//! Store Statistics Module
//!
//! Tracks store activity: hits, misses, reclaimed entries and compactions.

use std::sync::atomic::{AtomicU64, Ordering};

use serde::Serialize;

// == Stats Counters ==
/// Live counters updated by store operations.
///
/// Atomic so reads can record hits while holding only the shared guard.
#[derive(Debug, Default)]
pub(crate) struct StatsCounters {
    hits: AtomicU64,
    misses: AtomicU64,
    expired_removed: AtomicU64,
    deletions: AtomicU64,
    compactions: AtomicU64,
}

impl StatsCounters {
    pub(crate) fn record_hit(&self) {
        self.hits.fetch_add(1, Ordering::Relaxed);
    }

    pub(crate) fn record_miss(&self) {
        self.misses.fetch_add(1, Ordering::Relaxed);
    }

    pub(crate) fn record_deletion(&self) {
        self.deletions.fetch_add(1, Ordering::Relaxed);
    }

    pub(crate) fn record_expired(&self, count: usize) {
        self.expired_removed.fetch_add(count as u64, Ordering::Relaxed);
    }

    pub(crate) fn record_compaction(&self) {
        self.compactions.fetch_add(1, Ordering::Relaxed);
    }

    /// Copies the counters into a serializable snapshot.
    pub(crate) fn snapshot(
        &self,
        live_entries: usize,
        stored_entries: usize,
        pending_deletions: usize,
    ) -> StoreStats {
        StoreStats {
            hits: self.hits.load(Ordering::Relaxed),
            misses: self.misses.load(Ordering::Relaxed),
            expired_removed: self.expired_removed.load(Ordering::Relaxed),
            deletions: self.deletions.load(Ordering::Relaxed),
            compactions: self.compactions.load(Ordering::Relaxed),
            live_entries,
            stored_entries,
            pending_deletions,
        }
    }
}

// == Store Stats ==
/// Point-in-time view of store activity.
#[derive(Debug, Clone, Default, PartialEq, Serialize)]
pub struct StoreStats {
    /// Reads that found a live entry
    pub hits: u64,
    /// Reads that found nothing or an expired entry
    pub misses: u64,
    /// Entries physically removed by sweeps
    pub expired_removed: u64,
    /// Entries removed by explicit deletes
    pub deletions: u64,
    /// Backing map rebuilds
    pub compactions: u64,
    /// Entries currently visible to readers
    pub live_entries: usize,
    /// Entries physically held, including expired but unswept ones
    pub stored_entries: usize,
    /// Deletions since the last compaction
    pub pending_deletions: usize,
}

impl StoreStats {
    // == Hit Rate ==
    /// Calculates the read hit rate.
    ///
    /// Returns hits / (hits + misses), or 0.0 if no reads have been made.
    pub fn hit_rate(&self) -> f64 {
        let total = self.hits + self.misses;
        if total == 0 {
            0.0
        } else {
            self.hits as f64 / total as f64
        }
    }
}

// == Unit Tests ==
#[cfg(test)]
mod tests {
    use super::*;

    #[test]
    fn test_counters_start_at_zero() {
        let stats = StatsCounters::default().snapshot(0, 0, 0);
        assert_eq!(stats, StoreStats::default());
    }

    #[test]
    fn test_counters_snapshot() {
        let counters = StatsCounters::default();
        counters.record_hit();
        counters.record_hit();
        counters.record_miss();
        counters.record_deletion();
        counters.record_expired(3);
        counters.record_compaction();

        let stats = counters.snapshot(7, 9, 4);
        assert_eq!(stats.hits, 2);
        assert_eq!(stats.misses, 1);
        assert_eq!(stats.deletions, 1);
        assert_eq!(stats.expired_removed, 3);
        assert_eq!(stats.compactions, 1);
        assert_eq!(stats.live_entries, 7);
        assert_eq!(stats.stored_entries, 9);
        assert_eq!(stats.pending_deletions, 4);
    }

    #[test]
    fn test_hit_rate_no_requests() {
        assert_eq!(StoreStats::default().hit_rate(), 0.0);
    }

    #[test]
    fn test_hit_rate_mixed() {
        let stats = StoreStats {
            hits: 1,
            misses: 1,
            ..StoreStats::default()
        };
        assert_eq!(stats.hit_rate(), 0.5);
    }

    #[test]
    fn test_stats_serialize() {
        let stats = StoreStats {
            hits: 4,
            live_entries: 2,
            ..StoreStats::default()
        };
        let json = serde_json::to_value(&stats).unwrap();
        assert_eq!(json["hits"], 4);
        assert_eq!(json["live_entries"], 2);
        assert_eq!(json["compactions"], 0);
    }
}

• Task objective
The word "entry" appears in some lines of the data. Copy every one of those lines.

• Exercise answer
    /// Reads that found a live entry
    /// Reads that found nothing or an expired entry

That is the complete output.